According to campaign finance records, Correa, who is exploring a bid for state attorney general, has received dozens of campaign contributions over the past seven years from payday lenders, including at least $10,000 from Check Into Cash Inc., which has seven locations in his district.
As of the current legislative session, Correa ranked as the top recipient in California of donations from payday and title lenders, according to OpenGovernment, an independent and non-partisan website tracking information on state legislatures. He has accepted more than $57,000 from the industry, OpenGovernment found. (The No. 2 recipient, state Sen. Ron Calderon, D-Montebello, also is a member of the banking committee and voted against Jackson’s bill.)
Correa said he does not consider himself an ally to the industry and that he never votes based on the preferences of donors. He also said he has an independent fundraiser to solicit donations.
“I don’t even look at the money that comes in, so therefore there’s no connection,” he said. “I vote on issues and how they affect my constituents.”
Calls to Check Into Cash were directed to industry trade group California Financial Service Providers Association, whose spokesman, Greg Larsen, said there is no organized effort on the part of payday lenders to donate to politicians.
“Some members of our association participate, as they individually choose, in the California political process,” he said.
Though the industry has successfully fended off challenges at the state level, several U.S. agencies have begun to examine payday lending.
Last month, the Federal Deposit Insurance Corp. and Office of the Comptroller of the Currency issued proposed guidance for the banking industry that called on institutions offering payday loans to better assess borrowers’ ability to repay. The move came as the Consumer Financial Protection Bureau released a white paper detailing the high costs of payday loans, which it said trap consumers in a cycle of debt.
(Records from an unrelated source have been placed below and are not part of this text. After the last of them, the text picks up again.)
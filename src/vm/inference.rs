//! Opcode inference cascade: name heuristics, then a body-pattern match,
//! then a symbolic-execution fallback. Each rule that fires is tallied in
//! `AnalyzerStats` so a caller can see how much was guessed versus derived.

use crate::ast::{BinOp, Block, ExprKind, StmtKind};
use crate::vm::opcode::OpCode;
use crate::vm::symbolic::{self, SymbolicOptions};

#[derive(Debug, Clone, Copy, PartialEq, Eq)]
pub enum CascadeRule {
    Name,
    Body,
    Symbolic,
}

/// Substring match against a lowercased handler name, in priority order.
const NAME_RULES: &[(&[&str], OpCode)] = &[
    (&["move", "copy"], OpCode::Move),
    (&["loadk", "load_const", "loadconst"], OpCode::LoadK),
    (&["loadbool", "load_bool"], OpCode::LoadBool),
    (&["loadnil", "load_nil"], OpCode::LoadNil),
    (&["newtable", "new_table"], OpCode::NewTable),
    (&["gettable", "get_table"], OpCode::GetTable),
    (&["settable", "set_table"], OpCode::SetTable),
    (&["concat"], OpCode::Concat),
    (&["return"], OpCode::Return),
    (&["jump", "jmp"], OpCode::Jmp),
    (&["call"], OpCode::Call),
    (&["add"], OpCode::Add),
    (&["sub"], OpCode::Sub),
    (&["mul"], OpCode::Mul),
    (&["div"], OpCode::Div),
    (&["mod"], OpCode::Mod),
    (&["pow"], OpCode::Pow),
];

/// Rule (a): name heuristics, tried against `name`.
pub fn infer_from_name(name: &str) -> Option<OpCode> {
    let lower = name.to_ascii_lowercase();
    NAME_RULES
        .iter()
        .find(|(needles, _)| needles.iter().any(|n| lower.contains(n)))
        .map(|(_, op)| *op)
}

/// Rule (b): the handler's first statement is an `Assign` shaped like
/// `R[_] = R[_]` (a `MOVE`) or `R[_] = K[_]` (a `LOADK`).
pub fn infer_from_body_pattern(body: &Block) -> Option<OpCode> {
    let first = body.iter().find_map(|stmt| match &stmt.node {
        StmtKind::Assign {
            targets, values, ..
        } if targets.len() == 1 && values.len() == 1 => Some((&targets[0], &values[0])),
        _ => None,
    })?;
    let (target, value) = first;
    let target_base = index_base(target)?;
    if target_base != "R" {
        return None;
    }
    let value_base = index_base(value)?;
    match value_base.as_str() {
        "R" => Some(OpCode::Move),
        "K" => Some(OpCode::LoadK),
        _ => None,
    }
}

fn index_base(expr: &crate::ast::Expr) -> Option<String> {
    match &expr.node {
        ExprKind::Binary {
            op: BinOp::Index,
            lhs,
            ..
        } => match &lhs.node {
            ExprKind::Identifier { name, .. } => Some(name.clone()),
            _ => None,
        },
        _ => None,
    }
}

/// Rule (c): run the bounded symbolic interpreter and read back the
/// single effect it produced, if any.
pub fn infer_from_symbolic(body: &Block) -> Option<OpCode> {
    symbolic::run(body, SymbolicOptions::default()).inferred_opcode
}

/// Runs the full cascade, returning the opcode (or `None` if nothing
/// matched) and which rule produced it.
pub fn infer_opcode(name: &str, body: &Block) -> (Option<OpCode>, Option<CascadeRule>) {
    if let Some(op) = infer_from_name(name) {
        return (Some(op), Some(CascadeRule::Name));
    }
    if let Some(op) = infer_from_body_pattern(body) {
        return (Some(op), Some(CascadeRule::Body));
    }
    if let Some(op) = infer_from_symbolic(body) {
        return (Some(op), Some(CascadeRule::Symbolic));
    }
    (None, None)
}

#[cfg(test)]
mod tests {
    use super::*;

    #[test]
    fn name_rule_matches_move() {
        assert_eq!(infer_from_name("handler_move_7"), Some(OpCode::Move));
    }

    #[test]
    fn name_rule_is_case_insensitive() {
        assert_eq!(infer_from_name("HANDLER_ADD_2"), Some(OpCode::Add));
    }

    #[test]
    fn name_rule_none_for_unrelated_name() {
        assert_eq!(infer_from_name("handler_7"), None);
    }
}
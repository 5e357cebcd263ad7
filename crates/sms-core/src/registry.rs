use std::collections::HashMap;
use std::sync::Arc;

use tracing::{debug, warn};

use crate::{SendOptions, SendResult, SmsClient, SmsError};

/// Read-only mapping from tenant application id to the client serving it.
///
/// Built once at startup; cloning is cheap and shares the same clients.
#[derive(Default, Clone)]
pub struct ClientRegistry {
    map: Arc<HashMap<String, Arc<dyn SmsClient>>>,
}

impl ClientRegistry {
    pub fn new() -> Self {
        Self {
            map: Arc::new(HashMap::new()),
        }
    }

    /// Bind `app_id` to `client`, replacing any previous binding.
    pub fn with(mut self, app_id: impl Into<String>, client: Arc<dyn SmsClient>) -> Self {
        let mut m = (*self.map).clone();
        m.insert(app_id.into(), client);
        self.map = Arc::new(m);
        self
    }

    pub fn get(&self, app_id: &str) -> Option<Arc<dyn SmsClient>> {
        self.map.get(app_id).cloned()
    }

    pub fn contains(&self, app_id: &str) -> bool {
        self.map.contains_key(app_id)
    }

    pub fn len(&self) -> usize {
        self.map.len()
    }

    pub fn is_empty(&self) -> bool {
        self.map.is_empty()
    }

    /// Configured application ids, in no particular order.
    pub fn app_ids(&self) -> impl Iterator<Item = &str> {
        self.map.keys().map(String::as_str)
    }
}

impl std::fmt::Debug for ClientRegistry {
    fn fmt(&self, f: &mut std::fmt::Formatter<'_>) -> std::fmt::Result {
        let mut apps: Vec<_> = self
            .map
            .iter()
            .map(|(app_id, client)| (app_id.as_str(), client.provider()))
            .collect();
        apps.sort();
        f.debug_struct("ClientRegistry").field("apps", &apps).finish()
    }
}

/// Dispatches send requests to the client registered for an application.
#[derive(Debug, Clone)]
pub struct SmsService {
    registry: ClientRegistry,
}

impl SmsService {
    pub fn new(registry: ClientRegistry) -> Self {
        Self { registry }
    }

    pub fn registry(&self) -> &ClientRegistry {
        &self.registry
    }

    /// Send `options` through the client configured for `app_id`.
    ///
    /// The client's result or error is returned unchanged.
    pub async fn send(&self, app_id: &str, options: &SendOptions) -> Result<SendResult, SmsError> {
        let client = self.registry.get(app_id).ok_or_else(|| {
            warn!("No SMS client configured for app_id {:?}", app_id);
            SmsError::UnknownApplication(app_id.to_string())
        })?;

        debug!("Dispatching app_id {:?} to provider {}", app_id, client.provider());
        client.send(options).await
    }
}
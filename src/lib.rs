//! # SMS Gateway
//!
//! A multi-tenant SMS gateway. Each tenant application is bound to one
//! configured SMS vendor; a send request names the application and is
//! forwarded, unchanged in meaning, to that vendor.
//!
//! ## Features
//!
//! - **Multi-vendor dispatch**: AccessYou (free text) and SendCloud (templates)
//! - **Template resolution**: per-language template overrides with a mandatory default
//! - **Fail-fast configuration**: dangling template ids or unknown providers abort startup
//! - **Observability**: Structured logging via `tracing`, JSON or pretty output
//!
//! ## Quick Start
//!
//! ```rust,ignore
//! use sms_gateway::prelude::*;
//!
//! #[tokio::main]
//! async fn main() -> Result<(), Box<dyn std::error::Error + Send + Sync>> {
//!     let providers = SmsProviderConfig::from_yaml_file("config/sms_providers.yaml")?;
//!     let service = SmsService::new(build_registry(&providers)?);
//!
//!     let result = service.send("app1", &SendOptions {
//!         to: "+852-1234-5678".into(),
//!         body: "Your code is 123456".into(),
//!         ..Default::default()
//!     }).await?;
//!
//!     println!("accepted: {}", result.success);
//!     Ok(())
//! }
//! ```
//!
//! ## Configuration
//!
//! Server and logging settings are layered from `config/*` files and
//! `SMS_GATEWAY__*` environment variables:
//!
//! ```rust,ignore
//! use sms_gateway::config::AppConfig;
//!
//! let config = AppConfig::load()?;
//! println!("listening on {}", config.listen_addr());
//! ```

pub mod config;
pub mod logging;
pub mod registry;

pub use crate::config::*;
pub use registry::{ProviderClient, build_registry};

/// Common imports for SMS Gateway usage
pub mod prelude {
    pub use crate::config::{
        AppConfig, ApplicationConfig, LoggingConfig, ProviderConfig, ServerConfig,
        SmsProviderConfig,
    };
    pub use crate::registry::{ProviderClient, build_registry};
    pub use sms_core::*;
}
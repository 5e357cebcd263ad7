//! Wiring of configured providers into a [`ClientRegistry`].

use std::collections::HashMap;
use std::sync::Arc;
use std::time::Duration;

use async_trait::async_trait;
use sms_accessyou::{AccessYouClient, AccessYouCredentials};
use sms_core::{ClientRegistry, ConfigurationError, SendOptions, SendResult, SmsClient, SmsError};
use sms_sendcloud::{SendCloudClient, SendCloudCredentials, SendCloudTemplateResolver};
use tracing::info;

use crate::config::{
    AccessYouConfig, DEFAULT_PROVIDER_TIMEOUT_SECONDS, ProviderConfig, SendCloudConfig,
    SmsProviderConfig,
};

/// Every vendor the gateway can talk to.
#[derive(Debug, Clone)]
pub enum ProviderClient {
    AccessYou(AccessYouClient),
    SendCloud(SendCloudClient),
}

impl ProviderClient {
    pub fn from_config(config: &ProviderConfig) -> Result<Self, ConfigurationError> {
        match config {
            ProviderConfig::AccessYou(c) => Self::access_you(c),
            ProviderConfig::SendCloud(c) => Self::send_cloud(c),
        }
    }

    fn access_you(c: &AccessYouConfig) -> Result<Self, ConfigurationError> {
        let client = AccessYouClient::builder(AccessYouCredentials {
            account_no: c.account_no.clone(),
            user: c.user.clone(),
            password: c.password.clone(),
            sender: c.sender.clone(),
        })
        .base_url(c.base_url.clone())
        .timeout(timeout(c.timeout_seconds)?)
        .build()?;
        Ok(Self::AccessYou(client))
    }

    fn send_cloud(c: &SendCloudConfig) -> Result<Self, ConfigurationError> {
        let resolver = SendCloudTemplateResolver::new(&c.templates, &c.template_assignments)?;
        let client = SendCloudClient::builder(
            SendCloudCredentials {
                sms_user: c.sms_user.clone(),
                sms_key: c.sms_key.clone(),
            },
            resolver,
        )
        .base_url(c.base_url.clone())
        .timeout(timeout(c.timeout_seconds)?)
        .build()?;
        Ok(Self::SendCloud(client))
    }
}

fn timeout(seconds: Option<u64>) -> Result<Duration, ConfigurationError> {
    match seconds.unwrap_or(DEFAULT_PROVIDER_TIMEOUT_SECONDS) {
        0 => Err(ConfigurationError::Invalid(
            "timeout_seconds must be greater than zero".to_string(),
        )),
        seconds => Ok(Duration::from_secs(seconds)),
    }
}

#[async_trait]
impl SmsClient for ProviderClient {
    fn provider(&self) -> &'static str {
        match self {
            ProviderClient::AccessYou(c) => c.provider(),
            ProviderClient::SendCloud(c) => c.provider(),
        }
    }

    async fn send(&self, options: &SendOptions) -> Result<SendResult, SmsError> {
        match self {
            ProviderClient::AccessYou(c) => c.send(options).await,
            ProviderClient::SendCloud(c) => c.send(options).await,
        }
    }
}

/// Build one client per configured provider and bind every application to
/// its provider's client.
///
/// Fails on the first integrity problem: a dangling template id, a duplicate
/// provider or application, or an application naming an unknown provider.
pub fn build_registry(config: &SmsProviderConfig) -> Result<ClientRegistry, ConfigurationError> {
    let mut clients: HashMap<&str, Arc<dyn SmsClient>> = HashMap::new();
    for provider in &config.providers {
        let name = provider.name();
        if clients.contains_key(name) {
            return Err(ConfigurationError::DuplicateProvider(name.to_string()));
        }
        let client = ProviderClient::from_config(provider)?;
        info!("Configured SMS provider {:?} ({})", name, client.provider());
        clients.insert(name, Arc::new(client));
    }

    let mut registry = ClientRegistry::new();
    for app in &config.applications {
        if registry.contains(&app.app_id) {
            return Err(ConfigurationError::DuplicateApplication(app.app_id.clone()));
        }
        let client = clients.get(app.use_provider.as_str()).ok_or_else(|| {
            ConfigurationError::UnknownProvider {
                app_id: app.app_id.clone(),
                provider: app.use_provider.clone(),
            }
        })?;
        info!("Application {:?} uses provider {:?}", app.app_id, app.use_provider);
        registry = registry.with(app.app_id.clone(), Arc::clone(client));
    }

    Ok(registry)
}

#[cfg(test)]
mod tests {
    use super::*;

    fn config(yaml: &str) -> SmsProviderConfig {
        SmsProviderConfig::from_yaml_str(yaml).unwrap()
    }

    const PROVIDERS: &str = r#"
providers:
  - name: hk
    type: accessyou
    account_no: "1"
    user: u
    password: p
    sender: s
  - name: cn
    type: sendcloud
    sms_user: u
    sms_key: k
    templates:
      - template_id: "T1"
        template_msg_type: "2"
    template_assignments:
      - authgear_template_name: otp
        default_template_id: "T1"
"#;

    #[test]
    fn binds_applications_to_providers() {
        let yaml = format!(
            "{PROVIDERS}applications:\n  - app_id: app1\n    use_provider: hk\n  - app_id: app2\n    use_provider: cn\n  - app_id: app3\n    use_provider: hk\n"
        );
        let registry = build_registry(&config(&yaml)).unwrap();
        assert_eq!(registry.len(), 3);
        assert_eq!(registry.get("app1").unwrap().provider(), "accessyou");
        assert_eq!(registry.get("app2").unwrap().provider(), "sendcloud");
        assert_eq!(registry.get("app3").unwrap().provider(), "accessyou");
        assert!(registry.get("app4").is_none());
    }

    #[test]
    fn unknown_provider_aborts() {
        let yaml = format!("{PROVIDERS}applications:\n  - app_id: app1\n    use_provider: us\n");
        let err = build_registry(&config(&yaml)).unwrap_err();
        assert!(matches!(
            err,
            ConfigurationError::UnknownProvider { ref app_id, ref provider } if app_id == "app1" && provider == "us"
        ));
    }

    #[test]
    fn duplicate_application_aborts() {
        let yaml = format!(
            "{PROVIDERS}applications:\n  - app_id: app1\n    use_provider: hk\n  - app_id: app1\n    use_provider: cn\n"
        );
        let err = build_registry(&config(&yaml)).unwrap_err();
        assert!(matches!(err, ConfigurationError::DuplicateApplication(ref id) if id == "app1"));
    }

    #[test]
    fn duplicate_provider_aborts() {
        let yaml = r#"
providers:
  - name: hk
    type: accessyou
    account_no: "1"
    user: u
    password: p
    sender: s
  - name: hk
    type: accessyou
    account_no: "2"
    user: u
    password: p
    sender: s
"#;
        let err = build_registry(&config(yaml)).unwrap_err();
        assert!(matches!(err, ConfigurationError::DuplicateProvider(ref name) if name == "hk"));
    }

    #[test]
    fn dangling_template_reference_aborts() {
        let yaml = r#"
providers:
  - name: cn
    type: sendcloud
    sms_user: u
    sms_key: k
    templates:
      - template_id: "T1"
        template_msg_type: "2"
    template_assignments:
      - authgear_template_name: otp
        default_template_id: "T1"
        by_languages:
          - authgear_language: en
            template_id: "T2"
applications:
  - app_id: app1
    use_provider: cn
"#;
        let err = build_registry(&config(yaml)).unwrap_err();
        assert!(
            matches!(err, ConfigurationError::TemplateNotFound { ref template_id } if template_id == "T2")
        );
    }

    #[test]
    fn zero_timeout_aborts() {
        let yaml = r#"
providers:
  - name: hk
    type: accessyou
    timeout_seconds: 0
    account_no: "1"
    user: u
    password: p
    sender: s
"#;
        let err = build_registry(&config(yaml)).unwrap_err();
        assert!(matches!(err, ConfigurationError::Invalid(ref msg) if msg.contains("timeout_seconds")));
    }

    #[test]
    fn invalid_base_url_aborts() {
        let yaml = r#"
providers:
  - name: hk
    type: accessyou
    base_url: "::not a url::"
    account_no: "1"
    user: u
    password: p
    sender: s
"#;
        assert!(matches!(
            build_registry(&config(yaml)),
            Err(ConfigurationError::Invalid(_))
        ));
    }
}
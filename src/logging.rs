use tracing_subscriber::{EnvFilter, layer::SubscriberExt, util::SubscriberInitExt};

use crate::config::{LogFormat, LoggingConfig};

/// Install the global tracing subscriber. `RUST_LOG` takes precedence over
/// the configured level.
pub fn init(config: &LoggingConfig) -> Result<(), tracing_subscriber::util::TryInitError> {
    let filter =
        EnvFilter::try_from_default_env().unwrap_or_else(|_| EnvFilter::new(&config.level));
    let registry = tracing_subscriber::registry().with(filter);

    match config.format {
        LogFormat::Json => registry.with(tracing_subscriber::fmt::layer().json()).try_init(),
        LogFormat::Pretty => registry.with(tracing_subscriber::fmt::layer().pretty()).try_init(),
        LogFormat::Compact => registry
            .with(tracing_subscriber::fmt::layer().compact())
            .try_init(),
    }
}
Nick Bourke, a payday loan researcher and director of the Safe Small-Dollar Loans Research Project for the Pew Charitable Trusts, called the actions “the first shoe to fall” in what he expects to be a tightening of payday loan regulations.
Industry backers say new restrictions could put companies out of business and simply push borrowers to unregulated online lenders, a number of which are headquartered in countries such as Belize and Malta.
“If you do away with a legitimate, regulated option for short-term credit in the marketplace, you don’t do away with the demand for short-term credit,” Larsen said. “Those customers are going to go someplace.”
Dawn, an Orange resident who declined to give her last name, took out a payday loan for the first time last week. Recently diagnosed with breast cancer, she said the medical bills have made it difficult to keep up with regular expenses, and she is grateful to have the option of short-term credit.
“I have unexpected things that are happening, so it’s kind of put me in a spot,” she said. “I think it’s nice to have something like this available because it really helps in a bind.”
Gwaltney, of Payday Money Centers, said payday loans evolved organically in response to the unexpected expenses that people incur, such as medical bills or car repairs. California lenders made more than 12 million loans in 2011.
On a recent weekday afternoon, as customers streamed in and out of the company’s Tustin store, Gwaltney cited that demand as proof that a need exists for small-dollar loans.
“Regardless of how you feel about the product,” he said, “it’s serving customers.”